Dan sampailah kedua keluarga tersebut di suatu tempat pertemuan, Ringgo yang dari awal sudah gelisah langsung lari ke dalam untuk bertemu dengan Sona itu, dan hingga di suatu kamar yang ada Sona di dalamnya Ringgo langsung masuk dan bertemu dengan Sona,Dan ternyata suatu ke ajaiban datang pada Sona, dia masih hidup walaupun sudah tak lama lagi.

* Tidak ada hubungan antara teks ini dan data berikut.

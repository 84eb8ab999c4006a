//! Construction-time configuration for [`EventConn`](crate::EventConn).

use std::time::Duration;

use serde::{Deserialize, Serialize};
use tokio::sync::Semaphore;

use crate::error::Error;

/// Default read buffer capacity: a TCP MSS on a typical 1500 byte path MTU
/// with some room for tunnel and option overhead.
pub const DEFAULT_READ_BUFFER_CAPACITY: usize = 1440;

/// Largest accepted read buffer capacity. Each read allocates a buffer of
/// this size up front, so larger values are rejected by [`ConnConfig::validate`].
pub const MAX_READ_BUFFER_CAPACITY: usize = 16 * 1024 * 1024;

/// Default interval after which a read without data counts as an idle tick.
pub const DEFAULT_READ_TIMEOUT: Duration = Duration::from_millis(500);

/// Configuration for an [`EventConn`](crate::EventConn)
#[derive(Debug, Clone, PartialEq, Eq, Serialize, Deserialize)]
#[serde(default)]
pub struct ConnConfig {
    /// Size of a single read. A read that fills the buffer exactly is taken
    /// as a sign that more data follows, and is held back until a shorter
    /// read, an empty read or a read timeout.
    pub read_buffer_capacity: usize,
    /// How long one read may wait for data. On expiry, any held-back data is
    /// delivered.
    pub read_timeout: Duration,
    /// Items that can be queued for sending before `send` waits.
    pub outgoing_capacity: usize,
    /// Items the receive loop can hand off before it waits for the consumer.
    pub incoming_capacity: usize,
    /// Error reports that can be queued before the loops wait for the consumer.
    pub error_capacity: usize,
}

impl Default for ConnConfig {
    fn default() -> Self {
        Self {
            read_buffer_capacity: DEFAULT_READ_BUFFER_CAPACITY,
            read_timeout: DEFAULT_READ_TIMEOUT,
            outgoing_capacity: 10,
            incoming_capacity: 1,
            error_capacity: 10,
        }
    }
}

impl ConnConfig {
    /// Sets the size of a single read.
    pub fn with_read_buffer_capacity(mut self, capacity: usize) -> Self {
        self.read_buffer_capacity = capacity;
        self
    }

    /// Sets how long one read may wait for data.
    pub fn with_read_timeout(mut self, timeout: Duration) -> Self {
        self.read_timeout = timeout;
        self
    }

    /// Sets the outgoing queue capacity.
    pub fn with_outgoing_capacity(mut self, capacity: usize) -> Self {
        self.outgoing_capacity = capacity;
        self
    }

    /// Sets the incoming queue capacity.
    pub fn with_incoming_capacity(mut self, capacity: usize) -> Self {
        self.incoming_capacity = capacity;
        self
    }

    /// Sets the error queue capacity.
    pub fn with_error_capacity(mut self, capacity: usize) -> Self {
        self.error_capacity = capacity;
        self
    }

    /// Checks every value is usable.
    ///
    /// Called by [`EventConn::with_config`](crate::EventConn::with_config) and
    /// the dial helpers before any task is spawned. Fails with
    /// [`Error::InvalidConfig`] for a zero value, a read buffer above
    /// [`MAX_READ_BUFFER_CAPACITY`] or a queue capacity tokio cannot allocate.
    pub fn validate(&self) -> Result<(), Error> {
        if self.read_buffer_capacity == 0 {
            return Err(Error::InvalidConfig("read_buffer_capacity must be > 0".into()));
        }
        if self.read_buffer_capacity > MAX_READ_BUFFER_CAPACITY {
            return Err(Error::InvalidConfig(format!(
                "read_buffer_capacity must be <= {MAX_READ_BUFFER_CAPACITY}"
            )));
        }
        if self.read_timeout.is_zero() {
            return Err(Error::InvalidConfig("read_timeout must be > 0".into()));
        }
        // tokio mpsc channels panic outside 1..=MAX_PERMITS
        for (name, value) in [
            ("outgoing_capacity", self.outgoing_capacity),
            ("incoming_capacity", self.incoming_capacity),
            ("error_capacity", self.error_capacity),
        ] {
            if value == 0 {
                return Err(Error::InvalidConfig(format!("{name} must be > 0")));
            }
            if value > Semaphore::MAX_PERMITS {
                return Err(Error::InvalidConfig(format!(
                    "{name} must be <= {}",
                    Semaphore::MAX_PERMITS
                )));
            }
        }
        Ok(())
    }

    /// The read buffer capacity as a socket option value.
    pub(crate) fn socket_recv_buffer_size(&self) -> u32 {
        u32::try_from(self.read_buffer_capacity).unwrap_or(u32::MAX)
    }
}

#[cfg(test)]
mod tests {
    use super::*;

    #[test]
    fn defaults_validate() {
        let config = ConnConfig::default();
        assert_eq!(config.read_buffer_capacity, 1440);
        assert_eq!(config.read_timeout, Duration::from_millis(500));
        assert!(config.validate().is_ok());
    }

    #[test]
    fn out_of_range_values_are_rejected() {
        let bad = [
            ConnConfig::default().with_read_buffer_capacity(0),
            ConnConfig::default().with_read_buffer_capacity(MAX_READ_BUFFER_CAPACITY + 1),
            ConnConfig::default().with_read_buffer_capacity(usize::MAX),
            ConnConfig::default().with_outgoing_capacity(usize::MAX),
            ConnConfig::default().with_incoming_capacity(usize::MAX),
            ConnConfig::default().with_error_capacity(usize::MAX),
            ConnConfig::default().with_read_timeout(Duration::ZERO),
            ConnConfig::default().with_outgoing_capacity(0),
            ConnConfig::default().with_incoming_capacity(0),
            ConnConfig::default().with_error_capacity(0),
        ];
        for config in bad {
            assert!(matches!(config.validate(), Err(Error::InvalidConfig(_))), "{config:?}");
        }
    }

    #[test]
    fn largest_read_buffer_is_accepted() {
        let config = ConnConfig::default().with_read_buffer_capacity(MAX_READ_BUFFER_CAPACITY);
        assert!(config.validate().is_ok());
        assert_eq!(config.socket_recv_buffer_size(), 16 * 1024 * 1024);
    }

    #[test]
    fn partial_document_fills_defaults() {
        let config: ConnConfig =
            serde_json::from_str(r#"{ "read_buffer_capacity": 512, "outgoing_capacity": 64 }"#)
                .unwrap();
        assert_eq!(config.read_buffer_capacity, 512);
        assert_eq!(config.outgoing_capacity, 64);
        assert_eq!(config.read_timeout, DEFAULT_READ_TIMEOUT);
        assert_eq!(config.error_capacity, 10);
    }

    #[test]
    fn socket_buffer_size_saturates() {
        let config = ConnConfig::default().with_read_buffer_capacity(usize::MAX);
        assert_eq!(config.socket_recv_buffer_size(), u32::MAX);
    }
}
use std::error::Error;
use std::net::SocketAddr;
use tracing::{info, warn};
use event_conn::{tcp::EventListener, EventConn};

#[tokio::main]
async fn main() -> Result<(), Box<dyn Error>> {
    // Initialize tracing
    tracing_subscriber::fmt::init();

    info!("Starting echo server example...");

    // Bind to default port
    let listener = EventListener::bind("127.0.0.1:6969").await?;

    // Run the server with our handler
    listener.run(handle_conn).await?;

    Ok(())
}

/// Echo every incoming item back to the client
async fn handle_conn(mut conn: EventConn, peer: SocketAddr) {
    info!("Connection {}: client {} connected", conn.id(), peer);

    while let Some(item) = conn.recv().await {
        info!("Connection {}: echoing {} bytes", conn.id(), item.len());
        if conn.send(item).await.is_err() {
            break;
        }
    }

    while let Some(err) = conn.try_next_error() {
        warn!("Connection {}: {}", conn.id(), err);
    }
    info!("Connection {}: done", conn.id());
}
//! Consuming side of the incoming queue, and the helpers that assemble
//! application messages out of raw incoming items.

use std::sync::Arc;

use bytes::{Bytes, BytesMut};
use futures::Stream;
use tokio::sync::mpsc::error::TryRecvError;
use tokio::sync::{mpsc, oneshot, Mutex};
use tracing::trace;

use crate::error::Error;

/// A cloneable handle on the incoming queue of an
/// [`EventConn`](crate::EventConn).
///
/// Items are delivered to exactly one of the clones, in the order the receive
/// loop produced them. Once the receive loop has stopped and the queue is
/// drained, every receive call reports the end (`None` or [`Error::Closed`]).
#[derive(Debug, Clone)]
pub struct Incoming {
    rx: Arc<Mutex<mpsc::Receiver<Bytes>>>,
}

impl Incoming {
    pub(crate) fn new(rx: mpsc::Receiver<Bytes>) -> Self {
        Self {
            rx: Arc::new(Mutex::new(rx)),
        }
    }

    /// Waits for the next item. `None` once the receive loop has stopped.
    pub async fn recv(&self) -> Option<Bytes> {
        self.rx.lock().await.recv().await
    }

    /// Takes the next item if one is ready.
    ///
    /// Returns `Ok(None)` if nothing is queued right now, including when
    /// another clone is currently waiting on the queue.
    pub fn try_recv(&self) -> Result<Option<Bytes>, Error> {
        let Ok(mut rx) = self.rx.try_lock() else {
            return Ok(None);
        };
        match rx.try_recv() {
            Ok(item) => Ok(Some(item)),
            Err(TryRecvError::Empty) => Ok(None),
            Err(TryRecvError::Disconnected) => Err(Error::Closed),
        }
    }

    /// Collects incoming items until `is_complete` accepts the bytes gathered
    /// so far.
    ///
    /// `is_complete` is checked before the first item is taken, so a
    /// predicate that accepts an empty buffer returns immediately. There is no
    /// timeout; wrap the call in [`tokio::time::timeout`] if one is needed.
    ///
    /// The queue stays locked for the whole call, so items belonging to one
    /// message never end up at another consumer. Dropping the future discards
    /// the bytes gathered so far.
    ///
    /// Returns [`Error::Closed`] if the receive loop stops before the
    /// predicate is satisfied.
    pub async fn recv_until<F>(&self, mut is_complete: F) -> Result<Bytes, Error>
    where
        F: FnMut(&[u8]) -> bool,
    {
        let mut rx = self.rx.lock().await;
        let mut message = BytesMut::new();
        while !is_complete(&message) {
            let chunk = rx.recv().await.ok_or(Error::Closed)?;
            trace!(
                len = chunk.len(),
                total = message.len() + chunk.len(),
                "waiting for message boundary"
            );
            message.extend_from_slice(&chunk);
        }
        Ok(message.freeze())
    }

    /// Like [`recv_until`](Self::recv_until), but runs on a spawned task and
    /// delivers the result through a oneshot channel.
    ///
    /// # Panics
    ///
    /// Panics when called outside a tokio runtime.
    pub fn recv_chan_until<F>(&self, is_complete: F) -> oneshot::Receiver<Result<Bytes, Error>>
    where
        F: FnMut(&[u8]) -> bool + Send + 'static,
    {
        let (tx, rx) = oneshot::channel();
        let incoming = self.clone();
        tokio::spawn(async move {
            let message = incoming.recv_until(is_complete).await;
            // the caller may have stopped waiting
            let _ = tx.send(message);
        });
        rx
    }

    /// Blocking version of [`recv_until`](Self::recv_until) for code that
    /// does not run on the async runtime.
    ///
    /// # Panics
    ///
    /// Panics when called from within an asynchronous execution context.
    pub fn blocking_recv_until<F>(&self, mut is_complete: F) -> Result<Bytes, Error>
    where
        F: FnMut(&[u8]) -> bool,
    {
        let mut rx = self.rx.blocking_lock();
        let mut message = BytesMut::new();
        while !is_complete(&message) {
            let chunk = rx.blocking_recv().ok_or(Error::Closed)?;
            message.extend_from_slice(&chunk);
        }
        Ok(message.freeze())
    }

    /// The incoming items as a [`Stream`], ending when the receive loop stops.
    pub fn stream(&self) -> impl Stream<Item = Bytes> + Send + 'static {
        futures::stream::unfold(self.clone(), |incoming| async move {
            let item = incoming.recv().await?;
            Some((item, incoming))
        })
    }
}

#[cfg(test)]
mod tests {
    use super::*;
    use futures::StreamExt;

    fn queue(items: &[&'static str]) -> (mpsc::Sender<Bytes>, Incoming) {
        let (tx, rx) = mpsc::channel(16);
        for &item in items {
            tx.try_send(Bytes::from_static(item.as_bytes())).unwrap();
        }
        (tx, Incoming::new(rx))
    }

    fn ends_with_newline(buf: &[u8]) -> bool {
        buf.last() == Some(&b'\n')
    }

    #[tokio::test]
    async fn recv_until_gathers_chunks() {
        let (_tx, incoming) = queue(&["HEL", "LO", "\n", "next"]);

        let message = incoming.recv_until(ends_with_newline).await.unwrap();
        assert_eq!(message, Bytes::from_static(b"HELLO\n"));
        assert_eq!(incoming.recv().await, Some(Bytes::from_static(b"next")));
    }

    #[tokio::test]
    async fn predicate_is_checked_before_reading() {
        let (_tx, incoming) = queue(&["untouched"]);

        let message = incoming.recv_until(|_| true).await.unwrap();
        assert!(message.is_empty());
        assert_eq!(incoming.try_recv().unwrap(), Some(Bytes::from_static(b"untouched")));
    }

    #[tokio::test]
    async fn recv_until_reports_closed_queue() {
        let (tx, incoming) = queue(&["partial"]);
        drop(tx);

        let result = incoming.recv_until(ends_with_newline).await;
        assert!(matches!(result, Err(Error::Closed)));
        assert!(matches!(incoming.try_recv(), Err(Error::Closed)));
    }

    #[tokio::test]
    async fn recv_chan_until_delivers_on_completion() {
        let (tx, incoming) = queue(&["4 by"]);
        let pending = incoming.recv_chan_until(|buf| buf.len() >= 8);

        tx.send(Bytes::from_static(b"tes!")).await.unwrap();
        let message = pending.await.unwrap().unwrap();
        assert_eq!(message, Bytes::from_static(b"4 bytes!"));
    }

    #[test]
    fn blocking_recv_until_outside_runtime() {
        let (tx, incoming) = queue(&["a", "b"]);
        let producer = std::thread::spawn(move || {
            tx.blocking_send(Bytes::from_static(b"c\n")).unwrap();
        });

        let message = incoming.blocking_recv_until(ends_with_newline).unwrap();
        assert_eq!(message, Bytes::from_static(b"abc\n"));
        producer.join().unwrap();
    }

    #[tokio::test]
    async fn stream_ends_with_the_queue() {
        let (tx, incoming) = queue(&["x", "y"]);
        drop(tx);

        let items: Vec<Bytes> = incoming.stream().collect().await;
        assert_eq!(items, vec![Bytes::from_static(b"x"), Bytes::from_static(b"y")]);
    }
}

Sona Membuka matanya dan melihat bahwa ada kekasihnya yang sekarang berada dii hadapannya, Ringgo tak bisa menahan tangisannya dan akhirnya dia mengeluarkan air matanya untuk pertama kalinya dalam hal cinta. Sona yang melihat bahwa kekasihnya sedang menangis dia memegang kepala Ringgo dan berusaha menghapus semua air matanya dan berkata:

“Sudahlah jangan kamu terus nangis”

Tetapi Ringgo masih terus menangis karena perempuan yang ia sayangi itu sedang terbujur kaku di kasur yang ada di tempat pertemuan itu, Sona ingin meminta tolong sesuatu kepada Ringgo untuk membacakan kalimat syahadat untuk terakhir kalinya.

Ringgo mendengar Sona meminta itu langsung menolaknya karena itu adalah permintaan yang tidak masuk akal, tetapi Sona terus membujuk Ringgo untuk memenuhi permintaan terakhirnya kepada kekasihnya, dan akhirnya Ringgo mau membacakan kalimat itu walaupun dengan berat hati dia melakukannya karena dia gam au kehilangan orang yang ia sayang.

Dengan nada sedih dan pelan Ringgo membacakan kalimat syahadat itu dan Sona mengikutinya, dan sampai di akhir kalimat Sona berterima kasih kepada Ringgo untuk segala hal yang pernah mereka lakuin bersama sama baik susah maupun senang,berterima kasih untuk semua pengalamannya bersama Ringgo,Berterima kasih untuk Cinta tulusnya yang di berikan kepada Soni.

Dan Setelah berterima kasih kepada Ringgo dia juga berterima kasih kepada kedua keluarganya, dan setelah dia melakukannya dia menutup mata dan meninggal. 

Suasana menjadi histeris bercampur dengan tangisan ,Ringgo,Keluarga Soni,Keluarga  Ringgo, dan semua yang melihat kejadian itu seketika menangis dengan kencang, seakan akan tidak merelakan Soni meninggal untuk selama lamanya.